She can't fix it, doesn't even pretend she knows what Nancy feels, looking into the house of the monster that stole a bit of her away. She tries, though. Robin's learned, by now, that Nancy feels safest behind the trigger of a gun, knows and loves the security of an undeniable weapon.
She reminds her, you've got this—you're good with those, you know. Nancy straightens and tilts her head to the side. I know, she responds, a small smile forming on her face, and Robin almost can pretend they're normal teenagers, and that all she has with Nancy is a crush and nothing more, and that they’re probably trespassing but the police here are seriously slacking off anyway.

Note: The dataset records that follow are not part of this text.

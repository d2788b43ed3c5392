//! Relay authorisation: which peers may submit mail, and which recipient
//! domains the relay will accept it for.

use std::net::IpAddr;

use ipnet::IpNet;

use crate::error::VerifyError;

#[derive(Debug, Clone, Default, PartialEq, Eq)]
pub struct Verifier {
    domains: Vec<String>,
    subnets: Vec<IpNet>,
}

impl Verifier {
    /// `domains` are expected lower-cased. An entry starting with `.` matches
    /// any subdomain of what follows, but not that domain itself.
    pub fn new(domains: impl IntoIterator<Item = String>, subnets: impl IntoIterator<Item = IpNet>) -> Self {
        Self {
            domains: domains.into_iter().collect(),
            subnets: subnets.into_iter().collect(),
        }
    }

    pub fn domains(&self) -> &[String] {
        &self.domains
    }

    pub fn subnets(&self) -> &[IpNet] {
        &self.subnets
    }

    /// Whether `address` is deliverable through this relay, judged only by the
    /// part after the last `@`. Addresses without a local part or a domain
    /// are never allowed.
    pub fn is_recipient_domain_allowed(&self, address: &str) -> bool {
        let Some((local, domain)) = address.rsplit_once('@') else {
            return false;
        };

        if local.is_empty() || domain.is_empty() {
            return false;
        }

        let domain = domain.trim_end_matches('.').to_ascii_lowercase();
        self.domains.iter().any(|allowed| {
            if allowed.starts_with('.') {
                domain.ends_with(allowed.as_str())
            } else {
                domain == *allowed
            }
        })
    }

    /// Whether `peer` sits inside one of the permitted subnets.
    ///
    /// IPv4-mapped IPv6 peers (`::ffff:a.b.c.d`) are matched as IPv4, which is
    /// how they show up on a dual-stack listener.
    pub fn is_source_allowed(&self, peer: IpAddr) -> bool {
        let peer = match peer {
            IpAddr::V6(v6) => v6.to_ipv4_mapped().map_or(peer, IpAddr::V4),
            IpAddr::V4(_) => peer,
        };

        self.subnets.iter().any(|subnet| subnet.contains(&peer))
    }

    /// Check one `RCPT TO` from `peer`. The source is checked first.
    ///
    /// # Errors
    /// If either the peer or the recipient's domain is not permitted
    pub fn verify(&self, peer: IpAddr, recipient: &str) -> Result<(), VerifyError> {
        if !self.is_source_allowed(peer) {
            return Err(VerifyError::Source(peer));
        }

        if !self.is_recipient_domain_allowed(recipient) {
            return Err(VerifyError::Domain(recipient.to_owned()));
        }

        Ok(())
    }
}
//! The SMTP side of the relay: a listener accepting clients on the local
//! network, the per-connection protocol machine, and the rewriting of
//! accepted messages into envelopes for the delivery queue.

pub mod command;
pub mod error;
pub mod listener;
pub mod machine;
pub mod response;
pub mod session;
pub mod state;
pub mod transform;
pub mod verify;

pub use command::{Command, HeloVariant};
pub use error::{ListenerError, SessionError, TransformError, VerifyError};
pub use listener::SmtpListener;
pub use machine::{Action, Machine};
pub use response::Reply;
pub use session::{Session, SessionConfig, SessionConfigBuilder};
pub use state::{State, Transaction};
pub use transform::Transformer;
pub use verify::Verifier;
#![deny(clippy::pedantic, clippy::all, clippy::nursery)]
#![allow(clippy::must_use_candidate)]

#[cfg(not(unix))]
compile_error!("Only unix platforms are currently supported");

use std::{path::PathBuf, process::ExitCode, sync::Arc};

use anyhow::Context;
use clap::Parser;
use conduit::{Supervisor, SupervisorError};
use conduit_common::{
    clock::{Clock, SystemClock},
    config::{RawAzure, RawConfig, RawRelay, RawServer, RelayConfig, StringList},
    internal, logging,
};
use conduit_delivery::EmailApiClient;

/// Internal SMTP relay forwarding approved mail to a cloud email API
///
/// Settings given on the command line override those in the configuration
/// file. List values take comma separated items.
#[derive(Parser, Debug)]
#[command(name = "conduit", version, about, long_about = None)]
struct Cli {
    /// TOML configuration file
    #[arg(short, long)]
    config: Option<PathBuf>,

    /// Address to listen on
    #[arg(long)]
    address: Option<String>,

    /// Port to listen on
    #[arg(short, long)]
    port: Option<u16>,

    /// Hostname announced in the SMTP greeting
    #[arg(long)]
    banner: Option<String>,

    /// Verified sender address every message is sent from
    #[arg(long)]
    from_address: Option<String>,

    /// Recipient domains mail is relayed for
    #[arg(long)]
    domains: Option<String>,

    /// Networks allowed to submit mail
    #[arg(long)]
    subnets: Option<String>,

    #[arg(long)]
    log_level: Option<String>,

    #[arg(long)]
    max_queue_length: Option<usize>,

    #[arg(long)]
    enable_send_log: Option<bool>,

    #[arg(long)]
    retain_log_days: Option<u64>,

    /// Seconds a message may wait in the queue before it is dropped
    #[arg(long)]
    send_queue_max_age: Option<u64>,

    /// Seconds allowed for one send attempt
    #[arg(long)]
    send_timeout: Option<u64>,

    /// Attempts made for each message
    #[arg(long)]
    message_retry: Option<u32>,

    /// Seconds between attempts
    #[arg(long)]
    message_retry_delay: Option<u64>,

    /// Number of delivery workers
    #[arg(long)]
    workers: Option<usize>,

    #[arg(long)]
    max_message_size: Option<usize>,

    /// Seconds a client may stay silent before being disconnected
    #[arg(long)]
    command_timeout: Option<u64>,

    #[arg(long)]
    server_restart_per_hour: Option<usize>,

    /// Operator address told about restarts
    #[arg(long)]
    server_restart_email: Option<String>,

    #[arg(long)]
    server_restart_delay: Option<u64>,

    /// Email API endpoint
    #[arg(long)]
    endpoint: Option<String>,

    #[arg(long)]
    api_version: Option<String>,

    /// Base64 access key for the email API
    #[arg(long)]
    key: Option<String>,

    #[arg(long)]
    tenant_id: Option<String>,

    #[arg(long)]
    client_id: Option<String>,

    #[arg(long)]
    client_secret: Option<String>,
}

impl Cli {
    fn overrides(self) -> RawConfig {
        RawConfig {
            relay: RawRelay {
                address: self.address,
                port: self.port,
                banner: self.banner,
                from_address: self.from_address,
                domains: self.domains.map(StringList::One),
                subnets: self.subnets.map(StringList::One),
                log_level: self.log_level,
                max_queue_length: self.max_queue_length,
                enable_send_log: self.enable_send_log,
                retain_log_days: self.retain_log_days,
                send_queue_max_age: self.send_queue_max_age,
                send_timeout: self.send_timeout,
                message_retry: self.message_retry,
                message_retry_delay: self.message_retry_delay,
                workers: self.workers,
                max_message_size: self.max_message_size,
                command_timeout: self.command_timeout,
            },
            server: RawServer {
                server_restart_per_hour: self.server_restart_per_hour,
                server_restart_email: self.server_restart_email,
                server_restart_delay: self.server_restart_delay,
            },
            azure: RawAzure {
                endpoint: self.endpoint,
                api_version: self.api_version,
                key: self.key,
                tenant_id: self.tenant_id,
                client_id: self.client_id,
                client_secret: self.client_secret,
            },
        }
    }
}

/// Resolves on Ctrl-C or SIGTERM
async fn shutdown() {
    let terminate = async {
        match tokio::signal::unix::signal(tokio::signal::unix::SignalKind::terminate()) {
            Ok(mut terminate) => {
                terminate.recv().await;
            }
            Err(err) => {
                internal!(level = WARN, "Unable to listen for SIGTERM: {err}");
                std::future::pending::<()>().await;
            }
        }
    };

    tokio::select! {
        _ = tokio::signal::ctrl_c() => {
            internal!(level = INFO, "CTRL+C entered, shutting down");
        }
        () = terminate => {
            internal!(level = INFO, "Terminate signal received, shutting down");
        }
    }
}

async fn run(config: RelayConfig) -> anyhow::Result<()> {
    let clock: Arc<dyn Clock> = Arc::new(SystemClock);
    let sender = EmailApiClient::new(&config.api, Arc::clone(&clock))
        .context("Unable to create email API client")?;

    internal!(
        level = INFO,
        version = env!("CARGO_PKG_VERSION"),
        endpoint = %config.api.endpoint,
        "conduit starting"
    );

    Supervisor::new(config, Arc::new(sender), clock)
        .run(shutdown())
        .await?;

    Ok(())
}

#[tokio::main]
async fn main() -> ExitCode {
    let cli = Cli::parse();
    let path = cli.config.clone();

    let config = match RelayConfig::load(path.as_deref(), cli.overrides()) {
        Ok(config) => config,
        Err(err) => {
            eprintln!("Invalid configuration: {err}");
            return ExitCode::FAILURE;
        }
    };

    logging::init(config.log_level);

    match run(config).await {
        Ok(()) => ExitCode::SUCCESS,
        Err(err) if err.downcast_ref::<SupervisorError>().is_some() => {
            internal!(level = ERROR, "{err:#}");
            ExitCode::from(2)
        }
        Err(err) => {
            internal!(level = ERROR, "{err:#}");
            ExitCode::FAILURE
        }
    }
}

The sky darkens in response. Almost, it reminds her. Almost.)
Ba-bump.
(A little later, standing right in front of the door of the house that will end it all, just before they reach the point of no return, Robin finds her hand searching for Nancy’s, unable to stop and keep her own fear to herself. Their fingers slip and slip and slip until they finally catch and hold, fingerprints fitting like grooves. Nancy doesn’t push her away. Instead, she tightens her grip on Robin’s hand and whispers, delicate as spun sugar: It’s okay, you’ve got this. Robin stares at her with wide eyes, then.
Nancy smiles at her bewilderment. Her lips—chapped because she hates the feel of lip balm, red with a distinct vivacity—part as she says, and I got you.
And— oh.
You’ve got me, Robin repeats, so very softly so their quiet reprieve isn’t broken, and it sounds like the truth.
Nancy smiles a little wider, then straightens her face into hard iron; the face of a girl who has too much to lose. As they walk into the house, elbows knocking against each other, Robin holds her torchlight with a grip that could break it and thinks, I’ve got you, too.)
I got you.
Robin blinks.
Her vision has cleared.
And right then and there, she suddenly takes in everything all at once.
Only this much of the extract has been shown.